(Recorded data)
//! Commit requirements and metadata updates.
//!
//! A commit checks every [`TableRequirement`] against the table's current
//! metadata and then applies [`TableUpdate`]s in submission order. Either
//! step failing leaves the stored metadata untouched; callers operate on a
//! copy and only persist it once both steps succeed.

use std::collections::{HashMap, HashSet};

use chrono::Utc;
use serde::{Deserialize, Serialize};
use uuid::Uuid;

use crate::error::{CatalogError, CatalogResult};
use crate::metadata::{
    PartitionSpec, Schema, Snapshot, SnapshotLogEntry, SnapshotReference, SortOrder,
    TableMetadata, MAIN_BRANCH,
};

/// Sentinel ID meaning "the last one added in this commit".
pub const LAST_ADDED: i32 = -1;

/// Optimistic-concurrency assertion checked before updates are applied.
#[derive(Debug, Clone, PartialEq, Eq, Serialize, Deserialize, utoipa::ToSchema)]
#[serde(tag = "type", rename_all = "kebab-case")]
pub enum TableRequirement {
    /// The table must not exist yet.
    AssertCreate,

    /// The table UUID must match.
    AssertTableUuid {
        /// Expected UUID.
        uuid: Uuid,
    },

    /// A ref must point at a snapshot, or be absent when `snapshot-id` is null.
    AssertRefSnapshotId {
        /// Ref name.
        #[serde(rename = "ref")]
        ref_name: String,
        /// Expected snapshot ID.
        #[serde(rename = "snapshot-id")]
        snapshot_id: Option<i64>,
    },

    /// The last assigned column ID must match.
    AssertLastAssignedFieldId {
        /// Expected value.
        #[serde(rename = "last-assigned-field-id")]
        last_assigned_field_id: i32,
    },

    /// The current schema ID must match.
    AssertCurrentSchemaId {
        /// Expected value.
        #[serde(rename = "current-schema-id")]
        current_schema_id: i32,
    },

    /// The last assigned partition field ID must match.
    AssertLastAssignedPartitionId {
        /// Expected value.
        #[serde(rename = "last-assigned-partition-id")]
        last_assigned_partition_id: i32,
    },

    /// The default spec ID must match.
    AssertDefaultSpecId {
        /// Expected value.
        #[serde(rename = "default-spec-id")]
        default_spec_id: i32,
    },

    /// The default sort order ID must match.
    AssertDefaultSortOrderId {
        /// Expected value.
        #[serde(rename = "default-sort-order-id")]
        default_sort_order_id: i32,
    },
}

/// A single metadata change.
#[derive(Debug, Clone, PartialEq, Serialize, Deserialize, utoipa::ToSchema)]
#[serde(tag = "action", rename_all = "kebab-case")]
pub enum TableUpdate {
    /// Replace the table UUID.
    AssignUuid {
        /// New UUID.
        uuid: Uuid,
    },

    /// Raise the format version.
    UpgradeFormatVersion {
        /// Target version.
        #[serde(rename = "format-version")]
        format_version: i32,
    },

    /// Add a schema.
    AddSchema {
        /// The schema.
        schema: Schema,
        /// New highest column ID.
        #[serde(rename = "last-column-id", skip_serializing_if = "Option::is_none")]
        last_column_id: Option<i32>,
    },

    /// Make a schema current.
    SetCurrentSchema {
        /// Schema ID, or -1 for the schema added in this commit.
        #[serde(rename = "schema-id")]
        schema_id: i32,
    },

    /// Add a partition spec.
    AddSpec {
        /// The spec.
        spec: PartitionSpec,
    },

    /// Make a partition spec the default.
    SetDefaultSpec {
        /// Spec ID, or -1 for the spec added in this commit.
        #[serde(rename = "spec-id")]
        spec_id: i32,
    },

    /// Add a sort order.
    AddSortOrder {
        /// The order.
        #[serde(rename = "sort-order")]
        sort_order: SortOrder,
    },

    /// Make a sort order the default.
    SetDefaultSortOrder {
        /// Order ID, or -1 for the order added in this commit.
        #[serde(rename = "sort-order-id")]
        sort_order_id: i32,
    },

    /// Add a snapshot.
    AddSnapshot {
        /// The snapshot.
        snapshot: Snapshot,
    },

    /// Create or move a branch or tag.
    SetSnapshotRef {
        /// Ref name.
        #[serde(rename = "ref-name")]
        ref_name: String,
        /// The ref.
        #[serde(flatten)]
        reference: SnapshotReference,
    },

    /// Remove a branch or tag.
    RemoveSnapshotRef {
        /// Ref name.
        #[serde(rename = "ref-name")]
        ref_name: String,
    },

    /// Remove snapshots.
    RemoveSnapshots {
        /// Snapshot IDs.
        #[serde(rename = "snapshot-ids")]
        snapshot_ids: Vec<i64>,
    },

    /// Move the table root.
    SetLocation {
        /// New location.
        location: String,
    },

    /// Set properties.
    SetProperties {
        /// Properties to write.
        updates: HashMap<String, String>,
    },

    /// Remove properties.
    RemoveProperties {
        /// Keys to remove.
        removals: Vec<String>,
    },
}

/// Checks every requirement against `metadata`.
///
/// # Errors
///
/// Returns [`CatalogError::RequirementFailed`] for the first requirement
/// that does not hold.
pub fn check_requirements(
    metadata: &TableMetadata,
    requirements: &[TableRequirement],
) -> CatalogResult<()> {
    requirements
        .iter()
        .try_for_each(|requirement| check_requirement(metadata, requirement))
}

fn check_requirement(metadata: &TableMetadata, requirement: &TableRequirement) -> CatalogResult<()> {
    let failed = |message: String| Err(CatalogError::RequirementFailed { message });

    match requirement {
        TableRequirement::AssertCreate => failed("Table already exists".to_string()),
        TableRequirement::AssertTableUuid { uuid } => {
            if metadata.table_uuid == *uuid {
                Ok(())
            } else {
                failed(format!(
                    "Table UUID mismatch: expected {uuid}, found {}",
                    metadata.table_uuid
                ))
            }
        }
        TableRequirement::AssertRefSnapshotId {
            ref_name,
            snapshot_id,
        } => {
            let current = metadata.ref_snapshot_id(ref_name);
            if current == *snapshot_id {
                Ok(())
            } else {
                failed(format!(
                    "Ref '{ref_name}' snapshot mismatch: expected {snapshot_id:?}, found {current:?}"
                ))
            }
        }
        TableRequirement::AssertLastAssignedFieldId {
            last_assigned_field_id,
        } => expect_eq(
            "Last assigned field ID",
            *last_assigned_field_id,
            metadata.last_column_id,
        ),
        TableRequirement::AssertCurrentSchemaId { current_schema_id } => expect_eq(
            "Current schema ID",
            *current_schema_id,
            metadata.current_schema_id,
        ),
        TableRequirement::AssertLastAssignedPartitionId {
            last_assigned_partition_id,
        } => expect_eq(
            "Last assigned partition ID",
            *last_assigned_partition_id,
            metadata.last_partition_id,
        ),
        TableRequirement::AssertDefaultSpecId { default_spec_id } => expect_eq(
            "Default spec ID",
            *default_spec_id,
            metadata.default_spec_id,
        ),
        TableRequirement::AssertDefaultSortOrderId {
            default_sort_order_id,
        } => expect_eq(
            "Default sort order ID",
            *default_sort_order_id,
            metadata.default_sort_order_id,
        ),
    }
}

fn expect_eq(what: &str, expected: i32, found: i32) -> CatalogResult<()> {
    if expected == found {
        Ok(())
    } else {
        Err(CatalogError::RequirementFailed {
            message: format!("{what} mismatch: expected {expected}, found {found}"),
        })
    }
}

/// IDs added earlier in the same commit, used to resolve [`LAST_ADDED`].
#[derive(Debug, Default)]
struct Added {
    schema_id: Option<i32>,
    spec_id: Option<i32>,
    sort_order_id: Option<i32>,
}

/// Applies updates to `metadata` in order.
///
/// # Errors
///
/// Returns [`CatalogError::InvalidUpdate`] if an update references a missing
/// schema, spec, order or snapshot, or would move a monotonic field backwards.
pub fn apply_updates(metadata: &mut TableMetadata, updates: &[TableUpdate]) -> CatalogResult<()> {
    let mut added = Added::default();
    for update in updates {
        apply_update(metadata, update, &mut added)?;
    }
    Ok(())
}

fn invalid(message: impl Into<String>) -> CatalogError {
    CatalogError::InvalidUpdate {
        message: message.into(),
    }
}

fn resolve(id: i32, added: Option<i32>, what: &str) -> CatalogResult<i32> {
    if id != LAST_ADDED {
        return Ok(id);
    }
    added.ok_or_else(|| invalid(format!("Cannot set last added {what}: none was added")))
}

#[allow(clippy::too_many_lines)]
fn apply_update(
    metadata: &mut TableMetadata,
    update: &TableUpdate,
    added: &mut Added,
) -> CatalogResult<()> {
    match update {
        TableUpdate::AssignUuid { uuid } => {
            metadata.table_uuid = *uuid;
        }
        TableUpdate::UpgradeFormatVersion { format_version } => {
            if *format_version < metadata.format_version {
                return Err(invalid("format-version cannot be downgraded"));
            }
            metadata.format_version = *format_version;
        }
        TableUpdate::AddSchema {
            schema,
            last_column_id,
        } => {
            if metadata
                .schemas
                .iter()
                .any(|s| s.schema_id == schema.schema_id)
            {
                return Err(invalid(format!(
                    "Schema {} already exists",
                    schema.schema_id
                )));
            }
            metadata.last_column_id = metadata.last_column_id.max(schema.highest_field_id());
            if let Some(last_column_id) = last_column_id {
                if *last_column_id < metadata.last_column_id {
                    return Err(invalid("last-column-id cannot move backwards"));
                }
                metadata.last_column_id = *last_column_id;
            }
            added.schema_id = Some(schema.schema_id);
            metadata.schemas.push(schema.clone());
        }
        TableUpdate::SetCurrentSchema { schema_id } => {
            let schema_id = resolve(*schema_id, added.schema_id, "schema")?;
            if !metadata.schemas.iter().any(|s| s.schema_id == schema_id) {
                return Err(invalid(format!("Schema {schema_id} does not exist")));
            }
            metadata.current_schema_id = schema_id;
        }
        TableUpdate::AddSpec { spec } => {
            if metadata
                .partition_specs
                .iter()
                .any(|s| s.spec_id == spec.spec_id)
            {
                return Err(invalid(format!(
                    "Partition spec {} already exists",
                    spec.spec_id
                )));
            }
            if let Some(max_field_id) = spec.fields.iter().map(|f| f.field_id).max() {
                metadata.last_partition_id = metadata.last_partition_id.max(max_field_id);
            }
            added.spec_id = Some(spec.spec_id);
            metadata.partition_specs.push(spec.clone());
        }
        TableUpdate::SetDefaultSpec { spec_id } => {
            let spec_id = resolve(*spec_id, added.spec_id, "partition spec")?;
            if !metadata.partition_specs.iter().any(|s| s.spec_id == spec_id) {
                return Err(invalid(format!("Partition spec {spec_id} does not exist")));
            }
            metadata.default_spec_id = spec_id;
        }
        TableUpdate::AddSortOrder { sort_order } => {
            if metadata
                .sort_orders
                .iter()
                .any(|o| o.order_id == sort_order.order_id)
            {
                return Err(invalid(format!(
                    "Sort order {} already exists",
                    sort_order.order_id
                )));
            }
            added.sort_order_id = Some(sort_order.order_id);
            metadata.sort_orders.push(sort_order.clone());
        }
        TableUpdate::SetDefaultSortOrder { sort_order_id } => {
            let order_id = resolve(*sort_order_id, added.sort_order_id, "sort order")?;
            if !metadata.sort_orders.iter().any(|o| o.order_id == order_id) {
                return Err(invalid(format!("Sort order {order_id} does not exist")));
            }
            metadata.default_sort_order_id = order_id;
        }
        TableUpdate::AddSnapshot { snapshot } => {
            if metadata
                .snapshots
                .iter()
                .any(|s| s.snapshot_id == snapshot.snapshot_id)
            {
                return Err(invalid(format!(
                    "Snapshot {} already exists",
                    snapshot.snapshot_id
                )));
            }
            metadata.last_sequence_number =
                metadata.last_sequence_number.max(snapshot.sequence_number);
            metadata.snapshots.push(snapshot.clone());
        }
        TableUpdate::SetSnapshotRef {
            ref_name,
            reference,
        } => {
            if reference.ref_type != "branch" && reference.ref_type != "tag" {
                return Err(invalid(format!(
                    "Unsupported snapshot ref type: {}",
                    reference.ref_type
                )));
            }
            let snapshot = metadata
                .snapshots
                .iter()
                .find(|s| s.snapshot_id == reference.snapshot_id)
                .ok_or_else(|| {
                    invalid(format!(
                        "Snapshot {} does not exist",
                        reference.snapshot_id
                    ))
                })?;
            let timestamp_ms = snapshot.timestamp_ms;
            metadata.refs.insert(ref_name.clone(), reference.clone());
            if ref_name == MAIN_BRANCH {
                metadata.current_snapshot_id = Some(reference.snapshot_id);
                metadata.snapshot_log.push(SnapshotLogEntry {
                    snapshot_id: reference.snapshot_id,
                    timestamp_ms,
                });
            }
        }
        TableUpdate::RemoveSnapshotRef { ref_name } => {
            metadata.refs.remove(ref_name);
            if ref_name == MAIN_BRANCH {
                metadata.current_snapshot_id = None;
            }
        }
        TableUpdate::RemoveSnapshots { snapshot_ids } => {
            let ids: HashSet<i64> = snapshot_ids.iter().copied().collect();
            metadata.snapshots.retain(|s| !ids.contains(&s.snapshot_id));
            metadata.refs.retain(|_, r| !ids.contains(&r.snapshot_id));
            if metadata
                .current_snapshot_id
                .is_some_and(|id| ids.contains(&id))
            {
                metadata.current_snapshot_id = None;
            }
        }
        TableUpdate::SetLocation { location } => {
            if location.trim().is_empty() {
                return Err(invalid("Table location cannot be empty"));
            }
            metadata.location.clone_from(location);
        }
        TableUpdate::SetProperties { updates } => {
            metadata
                .properties
                .extend(updates.iter().map(|(k, v)| (k.clone(), v.clone())));
        }
        TableUpdate::RemoveProperties { removals } => {
            for key in removals {
                metadata.properties.remove(key);
            }
        }
    }

    metadata.last_updated_ms = Utc::now().timestamp_millis();
    Ok(())
}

• What to produce
Wherever a line in the entries holds "SetCurrentSchema", copy that line.

• Solution
    SetCurrentSchema {
        TableUpdate::SetCurrentSchema { schema_id } => {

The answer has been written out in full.